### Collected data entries

————————

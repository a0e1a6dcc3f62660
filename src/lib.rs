//! Text-to-speech relay: a resilient response cache in front of a remote
//! synthesis API, plus loudness normalization and a dynamics chain for playback.

pub mod domain;
pub mod error;
pub mod infrastructure;
use super::error::AudioError;
use super::model::AudioBuffer;
use std::io::Cursor;
use symphonia::core::audio::SampleBuffer;
use symphonia::core::codecs::{DecoderOptions, CODEC_TYPE_NULL};
use symphonia::core::errors::Error as SymphoniaError;
use symphonia::core::formats::FormatOptions;
use symphonia::core::io::MediaSourceStream;
use symphonia::core::meta::MetadataOptions;
use symphonia::core::probe::Hint;

/// Decode a compressed payload (MP3, WAV, raw PCM containers) into planar f32 audio.
pub fn decode_audio(bytes: &[u8]) -> Result<AudioBuffer, AudioError> {
    if bytes.is_empty() {
        return Err(AudioError::Decode("empty payload".to_string()));
    }

    let source = MediaSourceStream::new(Box::new(Cursor::new(bytes.to_vec())), Default::default());
    let probed = symphonia::default::get_probe()
        .format(
            &Hint::new(),
            source,
            &FormatOptions::default(),
            &MetadataOptions::default(),
        )
        .map_err(|e| AudioError::Decode(format!("unrecognised format: {}", e)))?;
    let mut format = probed.format;

    let track = format
        .tracks()
        .iter()
        .find(|t| t.codec_params.codec != CODEC_TYPE_NULL)
        .ok_or(AudioError::NoAudioTrack)?;
    let track_id = track.id;

    let mut decoder = symphonia::default::get_codecs()
        .make(&track.codec_params, &DecoderOptions::default())
        .map_err(|e| AudioError::Decode(format!("unsupported codec: {}", e)))?;

    let mut interleaved: Vec<f32> = Vec::new();
    let mut channel_count = 0usize;
    let mut sample_rate = 0u32;

    loop {
        let packet = match format.next_packet() {
            Ok(packet) => packet,
            Err(SymphoniaError::IoError(e)) if e.kind() == std::io::ErrorKind::UnexpectedEof => break,
            Err(SymphoniaError::ResetRequired) => break,
            Err(e) => return Err(AudioError::Decode(e.to_string())),
        };
        if packet.track_id() != track_id {
            continue;
        }

        match decoder.decode(&packet) {
            Ok(decoded) => {
                let spec = *decoded.spec();
                channel_count = spec.channels.count();
                sample_rate = spec.rate;

                let mut samples = SampleBuffer::<f32>::new(decoded.capacity() as u64, spec);
                samples.copy_interleaved_ref(decoded);
                interleaved.extend_from_slice(samples.samples());
            }
            // Corrupt frame: skip it, like a player would
            Err(SymphoniaError::DecodeError(e)) => {
                tracing::warn!(error = %e, "Skipping undecodable audio packet");
            }
            Err(e) => return Err(AudioError::Decode(e.to_string())),
        }
    }

    if channel_count == 0 {
        return Err(AudioError::Decode("payload contained no audio frames".to_string()));
    }

    let buffer = AudioBuffer::from_interleaved(&interleaved, channel_count, sample_rate)?;
    tracing::debug!(
        channels = buffer.channel_count(),
        sample_rate = buffer.sample_rate(),
        frames = buffer.len(),
        "Audio payload decoded"
    );
    Ok(buffer)
}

————————

The expected output is the lines from the one holding "Err(SymphoniaError::IoError(e)) if e.kind()" through the last line of the data, exactly as they appear, with nothing before or after.

            Err(SymphoniaError::IoError(e)) if e.kind() == std::io::ErrorKind::UnexpectedEof => break,
            Err(SymphoniaError::ResetRequired) => break,
            Err(e) => return Err(AudioError::Decode(e.to_string())),
        };
        if packet.track_id() != track_id {
            continue;
        }

        match decoder.decode(&packet) {
            Ok(decoded) => {
                let spec = *decoded.spec();
                channel_count = spec.channels.count();
                sample_rate = spec.rate;

                let mut samples = SampleBuffer::<f32>::new(decoded.capacity() as u64, spec);
                samples.copy_interleaved_ref(decoded);
                interleaved.extend_from_slice(samples.samples());
            }
            // Corrupt frame: skip it, like a player would
            Err(SymphoniaError::DecodeError(e)) => {
                tracing::warn!(error = %e, "Skipping undecodable audio packet");
            }
            Err(e) => return Err(AudioError::Decode(e.to_string())),
        }
    }

    if channel_count == 0 {
        return Err(AudioError::Decode("payload contained no audio frames".to_string()));
    }

    let buffer = AudioBuffer::from_interleaved(&interleaved, channel_count, sample_rate)?;
    tracing::debug!(
        channels = buffer.channel_count(),
        sample_rate = buffer.sample_rate(),
        frames = buffer.len(),
        "Audio payload decoded"
    );
    Ok(buffer)
}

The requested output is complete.